Whoever prevails will join a long list of Mr. Musk’s far-right friends around the globe. He speaks regularly with Vladimir Putin, counts Benjamin Netanyahu as an ally and was at Mar-a-Lago when Mr. Trump met with Viktor Orban, Hungary’s authoritarian leader, in December. He’s on good terms with Giorgia Meloni, Italy’s far-right prime minister, and last year presented her with a global citizenship award. Most recently, he wrote an article in support of the far-right Alternative for Germany, interviewed the party’s co-leader live on X and made a surprise video appearance at a campaign rally. Across the continent, his clout is only growing.

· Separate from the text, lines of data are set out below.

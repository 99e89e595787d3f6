//! Hardware collaborator traits and host-side simulations
//!
//! The sensor node never talks to GPIO/ADC/one-wire peripherals directly.
//! Board support implements [`SensorBus`] and [`LedBank`]; the simulated
//! versions here let the node run (and be tested) on a development machine.

use std::sync::Arc;

use log::debug;
use parking_lot::Mutex;

use crate::error::{NodeError, Result};
use crate::settings::PinMap;

/// One temperature/humidity measurement from the DHT22
#[derive(Debug, Clone, Copy, PartialEq)]
pub struct ClimateSample {
    /// Degrees Celsius
    pub temperature: f64,
    /// Relative humidity in percent
    pub humidity: f64,
}

/// The three status LEDs
#[derive(Debug, Clone, Copy, PartialEq, Eq, Hash)]
pub enum Led {
    Red,
    Yellow,
    Green,
}

impl Led {
    pub const ALL: [Led; 3] = [Led::Red, Led::Yellow, Led::Green];

    fn index(self) -> usize {
        match self {
            Led::Red => 0,
            Led::Yellow => 1,
            Led::Green => 2,
        }
    }
}

impl std::fmt::Display for Led {
    fn fmt(&self, f: &mut std::fmt::Formatter<'_>) -> std::fmt::Result {
        match self {
            Led::Red => f.write_str("red"),
            Led::Yellow => f.write_str("yellow"),
            Led::Green => f.write_str("green"),
        }
    }
}

/// Read-side hardware: every method is one physical measurement
pub trait SensorBus: Send {
    /// Trigger a DHT22 measurement
    fn read_climate(&mut self) -> Result<ClimateSample>;

    /// Raw light sensor ADC value
    fn read_light(&mut self) -> Result<u16>;

    /// Ultrasonic distance to the bin contents, in centimetres
    fn read_distance_cm(&mut self) -> Result<f64>;
}

/// Write-side hardware: drives one LED output
pub trait LedBank: Send {
    fn write(&mut self, led: Led, on: bool) -> Result<()>;
}

/// Simulated sensors with fixed or slowly drifting values.
///
/// A channel set to `None` fails every read, which is how tests model a
/// missing or broken sensor.
#[derive(Debug, Clone)]
pub struct SimulatedSensors {
    climate: Option<ClimateSample>,
    light: Option<u16>,
    distance_cm: Option<f64>,
    drift: bool,
    tick: u32,
}

impl SimulatedSensors {
    /// Nominal indoor readings that drift a little on every sample
    pub fn new(pins: &PinMap) -> Self {
        debug!(
            "[SIM] DHT22 on GPIO{}, light ADC on GPIO{}, HC-SR04 trig/echo on GPIO{}/{}",
            pins.dht, pins.light, pins.trigger, pins.echo
        );
        Self {
            climate: Some(ClimateSample {
                temperature: 22.5,
                humidity: 45.0,
            }),
            light: Some(512),
            distance_cm: Some(40.0),
            drift: true,
            tick: 0,
        }
    }

    /// Fixed readings; `None` channels always fail
    pub fn steady(
        climate: Option<ClimateSample>,
        light: Option<u16>,
        distance_cm: Option<f64>,
    ) -> Self {
        Self {
            climate,
            light,
            distance_cm,
            drift: false,
            tick: 0,
        }
    }

    fn wobble(&self, span: f64) -> f64 {
        if !self.drift {
            return 0.0;
        }
        // Triangle wave over 20 ticks in [-span, span]
        let phase = (self.tick % 20) as f64;
        let tri = if phase < 10.0 { phase } else { 20.0 - phase };
        (tri / 5.0 - 1.0) * span
    }
}

impl SensorBus for SimulatedSensors {
    fn read_climate(&mut self) -> Result<ClimateSample> {
        self.tick = self.tick.wrapping_add(1);
        let base = self
            .climate
            .ok_or_else(|| NodeError::Hardware("DHT22 measurement failed".into()))?;
        Ok(ClimateSample {
            temperature: base.temperature + self.wobble(0.5),
            humidity: base.humidity + self.wobble(2.0),
        })
    }

    fn read_light(&mut self) -> Result<u16> {
        let base = self
            .light
            .ok_or_else(|| NodeError::Hardware("light ADC read failed".into()))?;
        Ok((base as f64 + self.wobble(40.0)).clamp(0.0, 4095.0) as u16)
    }

    fn read_distance_cm(&mut self) -> Result<f64> {
        let base = self
            .distance_cm
            .ok_or_else(|| NodeError::Hardware("ultrasonic echo timeout".into()))?;
        Ok((base + self.wobble(3.0)).max(0.0))
    }
}

/// Simulated LED outputs backed by a shared level buffer
#[derive(Debug, Clone)]
pub struct SimulatedLeds {
    pins: [u8; 3],
    levels: Arc<Mutex<[bool; 3]>>,
    failing: Option<Led>,
}

impl SimulatedLeds {
    pub fn new(pins: &PinMap) -> Self {
        Self {
            pins: [pins.red, pins.yellow, pins.green],
            levels: Arc::new(Mutex::new([false; 3])),
            failing: None,
        }
    }

    /// Make every write to `led` fail
    pub fn failing_on(mut self, led: Led) -> Self {
        self.failing = Some(led);
        self
    }

    /// Shared handle to the physical output levels (red, yellow, green)
    pub fn levels(&self) -> Arc<Mutex<[bool; 3]>> {
        Arc::clone(&self.levels)
    }
}

impl LedBank for SimulatedLeds {
    fn write(&mut self, led: Led, on: bool) -> Result<()> {
        if self.failing == Some(led) {
            return Err(NodeError::Hardware(format!("{} LED write failed", led)));
        }
        let pin = self.pins[led.index()];
        self.levels.lock()[led.index()] = on;
        debug!("[SIM LED] GPIO{} ({}) -> {}", pin, led, on as u8);
        Ok(())
    }
}

#[cfg(test)]
mod tests {
    use super::*;

    #[test]
    fn test_steady_sensors_fail_missing_channels() {
        let mut sensors = SimulatedSensors::steady(None, Some(300), None);
        assert!(sensors.read_climate().is_err());
        assert_eq!(sensors.read_light().unwrap(), 300);
        assert!(sensors.read_distance_cm().is_err());
    }

    #[test]
    fn test_drift_stays_in_range() {
        let mut sensors = SimulatedSensors::new(&PinMap::default());
        for _ in 0..50 {
            let climate = sensors.read_climate().unwrap();
            assert!((22.0..=23.0).contains(&climate.temperature));
            assert!(sensors.read_light().unwrap() <= 552);
        }
    }

    #[test]
    fn test_leds_write_levels() {
        let mut leds = SimulatedLeds::new(&PinMap::default());
        let levels = leds.levels();
        leds.write(Led::Yellow, true).unwrap();
        assert_eq!(*levels.lock(), [false, true, false]);
    }

    #[test]
    fn test_failing_led() {
        let mut leds = SimulatedLeds::new(&PinMap::default()).failing_on(Led::Green);
        assert!(leds.write(Led::Red, true).is_ok());
        assert!(matches!(
            leds.write(Led::Green, true),
            Err(NodeError::Hardware(_))
        ));
    }
}
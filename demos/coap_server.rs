//! Sensor node CoAP server on simulated hardware
//!
//! Usage:
//!   cargo run --example coap_server -- [--settings node.json] [--port 5683] [--button-every 15]
//!

use clap::Parser;
use log::info;
use sensor_coreconf::hardware::{SimulatedLeds, SimulatedSensors};
use sensor_coreconf::{CATALOG, Node, NodeSettings, SensorManager};
use std::net::SocketAddr;
use std::time::Duration;
use tokio::net::UdpSocket;

#[derive(Parser, Debug)]
#[command(name = "sensor-node")]
#[command(about = "Sensor node CoAP server - telemetry, LEDs and observe over CBOR")]
struct Args {
    /// Path to the node settings file (JSON, optional)
    #[arg(short, long)]
    settings: Option<String>,

    /// UDP port to listen on (overrides the settings file)
    #[arg(short, long)]
    port: Option<u16>,

    /// Simulate a button press every N seconds
    #[arg(long)]
    button_every: Option<u64>,

    /// Verbose output
    #[arg(short, long)]
    verbose: bool,
}

#[tokio::main]
async fn main() -> sensor_coreconf::Result<()> {
    let args = Args::parse();

    let default_filter = if args.verbose { "debug" } else { "info" };
    env_logger::Builder::from_env(env_logger::Env::default().default_filter_or(default_filter))
        .format_timestamp_millis()
        .init();

    let mut settings = match &args.settings {
        Some(path) => NodeSettings::load(path)?,
        None => NodeSettings::default(),
    };
    if let Some(port) = args.port {
        settings.bind = SocketAddr::new(settings.bind.ip(), port);
    }

    println!("╔══════════════════════════════════════════════════════════════╗");
    println!("║              Sensor Node CoAP Server                         ║");
    println!("╚══════════════════════════════════════════════════════════════╝\n");

    let pins = &settings.pins;
    println!("Simulated hardware:");
    println!("  DHT22        GPIO{}", pins.dht);
    println!("  Light ADC    GPIO{}", pins.light);
    println!("  Ultrasonic   trig GPIO{} / echo GPIO{}", pins.trigger, pins.echo);
    println!("  LEDs         red GPIO{} / yellow GPIO{} / green GPIO{}", pins.red, pins.yellow, pins.green);
    println!("  Button       GPIO{}", pins.button);

    let sensors = SensorManager::new(
        SimulatedSensors::new(&settings.pins),
        SimulatedLeds::new(&settings.pins),
        settings.max_bin_height_cm,
    );

    let socket = UdpSocket::bind(settings.bind).await?;
    let port = socket.local_addr()?.port();

    println!("\n────────────────────────────────────────────────────────────────");
    println!("Server listening on: coap://{}", socket.local_addr()?);
    for entry in &CATALOG {
        println!(
            "  {:<20} {:<8}{}",
            entry.path,
            entry
                .methods
                .iter()
                .map(|m| m.to_string())
                .collect::<Vec<_>>()
                .join(","),
            if entry.observable { " (observable)" } else { "" }
        );
    }
    println!("Sampling every {}s", settings.sampling_interval_seconds);
    println!("────────────────────────────────────────────────────────────────");
    println!("\nQuick test:");
    println!("  coap-client -m get coap://127.0.0.1:{}/sensors", port);
    println!("  cargo run --example coap_client -- observe /leds");
    println!("\nWaiting for requests... (Ctrl+C to stop)\n");

    let node = Node::new(settings, sensors);

    if let Some(secs) = args.button_every {
        let button = node.button();
        tokio::spawn(async move {
            let mut ticker = tokio::time::interval(Duration::from_secs(secs.max(1)));
            ticker.tick().await;
            loop {
                ticker.tick().await;
                info!("Simulated button press");
                if !button.press() {
                    break;
                }
            }
        });
    }

    node.run(socket, async {
        if tokio::signal::ctrl_c().await.is_ok() {
            println!("\n\nReceived Ctrl+C, shutting down...");
        }
    })
    .await
}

Lately, Mr. Trump’s critics have taken to referring to Mr. Musk as America’s “co-president” — a description they hope will annoy a man who isn’t known for sharing power or attention. Time will tell whether Mr. Musk keeps his coveted position at the president’s side. Mr. Trump’s surprising praise of Mr. Starmer, after months of intense criticism from his right-hand man, could be seen as an early rift or at least a sign that Mr. Musk’s influence has its limits.

But it also underscores that Mr. Musk has his own agenda. His taste for power, as his fixation with Britain shows, clearly goes beyond America. As he solidifies himself as an authority figure in an increasingly connected Western right, it looks as if he wants to become more than just a wealthy kingmaker. Maybe he wants to be king?

nyt
izzythepush
 
  3  
Reply Tue 28 Jan, 2025 03:04 pm
@hightor,
Quote:
Mr. Trump’s surprising praise of Mr. Starmer, after months of intense criticism from his right-hand man, could be seen as an early rift or at least a sign that Mr. Musk’s influence has its limits.


It could be something as facile as the fact he's not Mr. Starmer, he's Sir Kier Starmer, a knight of the realm.

You know how Trump likes to think of himself as royalty.